Institute of Life Science, School of Medicine, Swansea University, Singleton Park, Swansea, UK.
Mutagenesis. 2010 Jul;25(4):327-33. doi: 10.1093/mutage/geq009. Epub 2010 Mar 2.
Sudan-1 and para red are industrial dyes that have been illegally added to some foodstuffs, leading to withdrawal of the adulterated products throughout the UK since 2003. This resulted in international concern that arose because Sudan-1 is classified by International Agency for Research on Cancer as a Category 3 carcinogen. However, little is known about the dose response of this chemical at low, more biologically relevant, doses. The study therefore aimed to characterize the dose response for gene mutation and chromosomal damage induced by two azo dyes, namely Sudan-1 and para red. Gene mutations were analysed using the hypoxanthine phosphoribosyltransferase forward mutation assay and chromosomal damage was measured using the cytokinesis-blocked micronucleus assay. Two cell lines were used in these investigations. These were the AHH-1 cell line, which inducibly expresses CYP1A1, and the MCL-5 cell line derived from a subpopulation of AHH-1 cells that expresses a particularly high level of CYP1A1 activity. The MCL-5 cell line has also been transfected with two plasmids that stably express CYP1A2, CYP2A6 and CYP3A4 and all four of these CYP enzymes are known to metabolically activate Sudan-1. AHH-1 cells were used to investigate the dose response of the azo dyes, and MCL-5 cells were used to see if the dose response changed with increased metabolism. Sudan-1 induced a non-linear dose-response curve for gene mutation and chromosomal damage in AHH-1 cells. The genotoxic activity of Sudan-1 was greatly increased in MCL-5 cells. This indicated that the oxidation metabolites from Sudan-1 were both more mutagenic and more clastogenic than the parent compound. Para red also demonstrated a non-linear dose response for both gene mutation and chromosome damage in AHH-1 cells, and an increase in micronuclei induction was observed after increased oxidative metabolism in MCL-5 cells. Sudan-1 and para red are genotoxic chemicals with non-linear dose responses in AHH-1 but not in MCL-5 cells, and oxidative metabolism increases the genotoxic effect of both compounds.

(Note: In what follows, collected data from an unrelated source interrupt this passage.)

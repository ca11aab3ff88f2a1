//! Host side: one session per configured instance, each with its own namespace,
//! telemetry receiver, data router and parameter sync client.

pub mod instance;
pub mod namespace;
pub mod param_sync;
pub mod receiver;
pub mod router;
pub mod session;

苏丹红 1 号和对位红是两种工业染料,曾被非法添加到一些食品中,导致自 2003 年以来,全英国所有受污染产品都被下架。这引起了国际社会的关注,因为苏丹红 1 号已被国际癌症研究机构归类为第 3 类致癌物质。然而,对于这种化学物质在低剂量、更具生物学相关性的剂量下的剂量反应知之甚少。因此,本研究旨在描述两种偶氮染料,即苏丹红 1 号和对位红引起的基因突变和染色体损伤的剂量反应。使用次黄嘌呤磷酸核糖基转移酶正向突变试验分析基因突变,使用细胞有丝分裂阻断微核试验测量染色体损伤。在这些研究中使用了两种细胞系。一种是 AHH-1 细胞系,它可诱导表达 CYP1A1;另一种是 MCL-5 细胞系,它源自 AHH-1 细胞的一个亚群,该亚群表达特别高的 CYP1A1 活性。MCL-5 细胞系还转染了两个稳定表达 CYP1A2、CYP2A6 和 CYP3A4 的质粒,所有这四种 CYP 酶都已知能代谢激活苏丹红 1 号。使用 AHH-1 细胞系来研究偶氮染料的剂量反应,使用 MCL-5 细胞系来观察代谢增加是否会改变剂量反应。苏丹红 1 号在 AHH-1 细胞中引起基因突变和染色体损伤的非线性剂量反应曲线。苏丹红 1 号的遗传毒性活性在 MCL-5 细胞中大大增加。这表明苏丹红 1 号的氧化代谢物比母体化合物具有更强的致突变性和更强的断裂能力。对位红在 AHH-1 细胞中也表现出基因突变和染色体损伤的非线性剂量反应,并且在 MCL-5 细胞中氧化代谢增加后观察到微核诱导增加。苏丹红 1 号和对位红是具有非线性剂量反应的遗传毒性化学物质,在 AHH-1 细胞中而不是在 MCL-5 细胞中,氧化代谢会增加这两种化合物的遗传毒性作用。